**Task goal:** How many of the lines below include the word "directory"? Only the number should be given.

**Input:**
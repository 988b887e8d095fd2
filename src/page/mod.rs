//! Memory-Mapped Pages
//!
//! Storage is a directory of fixed-size page files, each mapped into the
//! process on first access.
//!
//! ```text
//! <dir>/<name>/
//!   page-0.dat   ┐
//!   page-1.dat   │ page_size bytes each, mapped read-write
//!   page-2.dat   ┘
//! ```
//!
//! - [`MappedPage`]: one mapping with bounds-checked positional access and
//!   explicit release
//! - [`MappedPageFactory`]: the per-directory cache of mappings and the
//!   owner of file creation, enumeration and deletion

pub mod factory;
pub mod mapped_page;

pub use factory::{page_file_name, parse_page_file_name, MappedPageFactory};
pub use mapped_page::MappedPage;
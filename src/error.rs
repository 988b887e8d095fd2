//! Error types for BigMap.
//!
//! Every fallible operation in the crate returns [`Result`]. Ordinary
//! outcomes such as a missing or expired key are regular `Ok(None)` results,
//! never errors.

use std::io;
use std::path::PathBuf;
use thiserror::Error;

/// Errors that can occur while operating the store.
#[derive(Debug, Error)]
pub enum Error {
    /// An I/O operation on a page file or the page directory failed
    #[error("I/O error while trying to {op} '{}': {source}", path.display())]
    Io {
        op: &'static str,
        path: PathBuf,
        #[source]
        source: io::Error,
    },

    /// A page's byte view was used after it was unmapped
    #[error("page {index} has been released")]
    PageReleased { index: u64 },

    /// A read or write ran past the end of a page
    #[error("access at offset {offset} with length {len} is out of bounds for page {index} (size {page_size})")]
    PageOutOfBounds {
        index: u64,
        offset: usize,
        len: usize,
        page_size: usize,
    },

    /// An existing page file does not match the configured page size
    #[error("page file '{}' is {actual} bytes, expected {expected}", path.display())]
    PageSizeMismatch {
        path: PathBuf,
        expected: usize,
        actual: u64,
    },

    /// A slot header could not be decoded into a valid record
    #[error("corrupt slot at index {index}: {reason}")]
    CorruptSlot { index: u64, reason: String },

    /// A slot was released or resolved that is not currently allocated
    #[error("slot {index} is not in use")]
    SlotNotInUse { index: u64 },

    /// A record does not fit into a single page
    #[error("entry of {length} bytes exceeds the maximum of {max} bytes per page")]
    EntryTooLarge { length: usize, max: usize },

    /// Invalid configuration supplied to `BigMap::open`
    #[error("invalid configuration: {0}")]
    InvalidConfig(String),

    /// The map has been closed
    #[error("map is closed")]
    Closed,

    /// The background purge sweeper could not be started
    #[error("failed to start purge sweeper: {0}")]
    Sweeper(#[source] io::Error),

    /// A best-effort flush failed on one or more pages
    #[error("failed to flush {failed} of {total} cached pages")]
    FlushFailed { failed: usize, total: usize },
}

impl Error {
    pub(crate) fn io(op: &'static str, path: impl Into<PathBuf>, source: io::Error) -> Self {
        Error::Io {
            op,
            path: path.into(),
            source,
        }
    }

    /// Returns true if this error originated from the operating system.
    pub fn is_io(&self) -> bool {
        matches!(self, Error::Io { .. })
    }
}

/// Result type for BigMap operations.
pub type Result<T> = std::result::Result<T, Error>;

#[cfg(test)]
mod tests {
    use super::*;

    #[test]
    fn test_io_error_mentions_path_and_op() {
        let err = Error::io(
            "map",
            "/tmp/page-3.dat",
            io::Error::other("boom"),
        );
        let msg = err.to_string();
        assert!(msg.contains("map"));
        assert!(msg.contains("page-3.dat"));
        assert!(err.is_io());
    }

    #[test]
    fn test_too_large_message() {
        let err = Error::EntryTooLarge {
            length: 100,
            max: 32,
        };
        assert_eq!(
            err.to_string(),
            "entry of 100 bytes exceeds the maximum of 32 bytes per page"
        );
        assert!(!err.is_io());
    }
}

**Task solution:** 3